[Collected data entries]
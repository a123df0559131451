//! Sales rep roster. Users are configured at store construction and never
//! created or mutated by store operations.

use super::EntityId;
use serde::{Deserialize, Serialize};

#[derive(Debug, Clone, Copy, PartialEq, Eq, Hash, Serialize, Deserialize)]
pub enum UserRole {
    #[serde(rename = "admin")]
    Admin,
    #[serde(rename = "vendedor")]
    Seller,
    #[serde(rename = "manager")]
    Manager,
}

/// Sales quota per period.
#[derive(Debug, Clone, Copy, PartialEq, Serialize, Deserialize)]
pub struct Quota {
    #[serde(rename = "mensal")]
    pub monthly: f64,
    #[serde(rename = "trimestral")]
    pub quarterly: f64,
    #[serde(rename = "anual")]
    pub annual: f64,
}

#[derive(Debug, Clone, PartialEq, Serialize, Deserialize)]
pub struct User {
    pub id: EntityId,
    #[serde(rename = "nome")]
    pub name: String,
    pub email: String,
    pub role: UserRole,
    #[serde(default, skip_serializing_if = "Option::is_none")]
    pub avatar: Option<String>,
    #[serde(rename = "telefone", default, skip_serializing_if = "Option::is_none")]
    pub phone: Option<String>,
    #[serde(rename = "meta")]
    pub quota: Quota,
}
* * *
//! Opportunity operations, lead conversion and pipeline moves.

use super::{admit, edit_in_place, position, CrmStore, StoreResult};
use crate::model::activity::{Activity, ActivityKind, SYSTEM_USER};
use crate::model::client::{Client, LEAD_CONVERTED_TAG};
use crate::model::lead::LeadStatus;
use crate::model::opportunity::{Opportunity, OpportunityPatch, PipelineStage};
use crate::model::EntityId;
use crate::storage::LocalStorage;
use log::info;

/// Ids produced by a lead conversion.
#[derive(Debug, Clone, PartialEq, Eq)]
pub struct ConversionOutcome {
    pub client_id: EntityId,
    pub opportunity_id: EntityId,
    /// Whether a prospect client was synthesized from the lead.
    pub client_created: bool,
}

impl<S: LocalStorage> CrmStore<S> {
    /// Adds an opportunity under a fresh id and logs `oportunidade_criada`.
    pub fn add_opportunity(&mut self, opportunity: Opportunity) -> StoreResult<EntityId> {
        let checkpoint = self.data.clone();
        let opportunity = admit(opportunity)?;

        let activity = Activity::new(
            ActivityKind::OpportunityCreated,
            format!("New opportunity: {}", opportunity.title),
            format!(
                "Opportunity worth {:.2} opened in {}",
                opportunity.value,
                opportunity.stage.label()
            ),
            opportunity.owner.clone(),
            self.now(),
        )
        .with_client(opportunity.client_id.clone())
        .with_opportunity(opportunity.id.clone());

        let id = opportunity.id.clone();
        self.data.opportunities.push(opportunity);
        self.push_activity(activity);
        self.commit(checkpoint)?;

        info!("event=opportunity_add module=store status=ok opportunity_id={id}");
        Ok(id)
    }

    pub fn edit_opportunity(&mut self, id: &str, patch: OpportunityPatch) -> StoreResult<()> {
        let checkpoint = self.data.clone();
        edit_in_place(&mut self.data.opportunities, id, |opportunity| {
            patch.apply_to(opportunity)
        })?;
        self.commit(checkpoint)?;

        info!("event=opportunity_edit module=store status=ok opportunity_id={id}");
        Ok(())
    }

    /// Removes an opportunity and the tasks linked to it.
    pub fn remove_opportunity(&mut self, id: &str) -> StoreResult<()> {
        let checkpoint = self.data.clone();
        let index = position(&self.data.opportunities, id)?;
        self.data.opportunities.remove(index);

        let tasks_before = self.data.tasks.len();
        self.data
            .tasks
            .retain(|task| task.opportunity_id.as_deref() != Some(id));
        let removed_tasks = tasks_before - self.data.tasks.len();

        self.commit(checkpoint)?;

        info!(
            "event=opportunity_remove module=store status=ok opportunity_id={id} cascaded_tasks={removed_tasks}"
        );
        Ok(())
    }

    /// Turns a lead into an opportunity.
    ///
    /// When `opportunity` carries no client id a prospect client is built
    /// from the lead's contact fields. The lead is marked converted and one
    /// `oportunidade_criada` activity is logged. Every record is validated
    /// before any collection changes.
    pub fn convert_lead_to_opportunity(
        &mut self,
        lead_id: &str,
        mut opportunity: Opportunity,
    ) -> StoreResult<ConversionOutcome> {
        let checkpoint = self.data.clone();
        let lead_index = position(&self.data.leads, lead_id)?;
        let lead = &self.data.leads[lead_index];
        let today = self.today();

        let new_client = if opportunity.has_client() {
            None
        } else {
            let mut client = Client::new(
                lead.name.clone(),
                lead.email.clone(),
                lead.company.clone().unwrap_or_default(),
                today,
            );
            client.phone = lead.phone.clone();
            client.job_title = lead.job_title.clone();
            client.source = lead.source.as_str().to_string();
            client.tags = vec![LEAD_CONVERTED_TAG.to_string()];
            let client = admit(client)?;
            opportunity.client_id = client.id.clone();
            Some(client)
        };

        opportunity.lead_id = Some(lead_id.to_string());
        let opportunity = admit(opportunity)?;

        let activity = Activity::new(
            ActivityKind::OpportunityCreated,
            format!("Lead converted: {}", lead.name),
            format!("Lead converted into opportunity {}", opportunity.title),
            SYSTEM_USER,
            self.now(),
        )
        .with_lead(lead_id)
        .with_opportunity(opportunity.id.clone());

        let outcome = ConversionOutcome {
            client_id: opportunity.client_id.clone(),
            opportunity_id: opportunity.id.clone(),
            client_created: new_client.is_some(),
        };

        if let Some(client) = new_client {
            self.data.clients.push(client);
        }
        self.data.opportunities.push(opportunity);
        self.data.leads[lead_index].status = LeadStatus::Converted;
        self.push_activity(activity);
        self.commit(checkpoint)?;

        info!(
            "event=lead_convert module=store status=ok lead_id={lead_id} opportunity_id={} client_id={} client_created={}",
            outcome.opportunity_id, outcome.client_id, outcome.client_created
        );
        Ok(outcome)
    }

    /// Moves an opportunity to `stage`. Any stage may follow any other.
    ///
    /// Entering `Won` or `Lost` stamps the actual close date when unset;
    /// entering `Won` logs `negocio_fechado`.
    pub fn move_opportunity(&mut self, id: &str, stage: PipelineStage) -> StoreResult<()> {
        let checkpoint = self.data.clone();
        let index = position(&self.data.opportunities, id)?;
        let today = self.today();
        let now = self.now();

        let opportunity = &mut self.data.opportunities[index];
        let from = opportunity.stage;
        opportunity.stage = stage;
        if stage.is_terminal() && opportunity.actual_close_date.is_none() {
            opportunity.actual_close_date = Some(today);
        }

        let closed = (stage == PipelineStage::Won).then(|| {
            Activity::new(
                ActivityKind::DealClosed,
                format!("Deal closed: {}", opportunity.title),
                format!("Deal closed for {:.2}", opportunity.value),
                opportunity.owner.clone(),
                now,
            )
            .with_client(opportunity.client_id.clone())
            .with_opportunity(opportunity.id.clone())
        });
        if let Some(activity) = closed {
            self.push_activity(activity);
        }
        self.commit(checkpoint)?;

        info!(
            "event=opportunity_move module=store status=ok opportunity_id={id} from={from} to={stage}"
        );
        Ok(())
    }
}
--
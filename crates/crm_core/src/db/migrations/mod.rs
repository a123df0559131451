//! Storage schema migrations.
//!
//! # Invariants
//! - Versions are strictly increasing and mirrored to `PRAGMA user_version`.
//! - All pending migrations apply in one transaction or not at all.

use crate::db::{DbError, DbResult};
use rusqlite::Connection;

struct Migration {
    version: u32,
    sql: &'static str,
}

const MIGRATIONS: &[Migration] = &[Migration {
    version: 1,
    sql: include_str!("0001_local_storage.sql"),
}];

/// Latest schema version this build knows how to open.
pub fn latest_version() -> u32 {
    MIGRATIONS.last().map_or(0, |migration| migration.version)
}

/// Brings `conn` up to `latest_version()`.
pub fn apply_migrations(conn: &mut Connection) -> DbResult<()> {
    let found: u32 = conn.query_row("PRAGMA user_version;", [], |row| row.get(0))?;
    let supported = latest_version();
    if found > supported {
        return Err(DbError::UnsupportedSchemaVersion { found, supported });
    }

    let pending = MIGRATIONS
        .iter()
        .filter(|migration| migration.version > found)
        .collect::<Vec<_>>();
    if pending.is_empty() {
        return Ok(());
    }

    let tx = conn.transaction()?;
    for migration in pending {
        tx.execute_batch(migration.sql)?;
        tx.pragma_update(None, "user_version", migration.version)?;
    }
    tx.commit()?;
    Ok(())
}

-- ACTION ITEM --
Show every line from the entries above in which "rename" appears.

-- EXPECTED ANSWER --
    #[serde(rename = "admin")]
    #[serde(rename = "vendedor")]
    #[serde(rename = "manager")]
    #[serde(rename = "mensal")]
    #[serde(rename = "trimestral")]
    #[serde(rename = "anual")]
    #[serde(rename = "nome")]
    #[serde(rename = "telefone", default, skip_serializing_if = "Option::is_none")]
    #[serde(rename = "meta")]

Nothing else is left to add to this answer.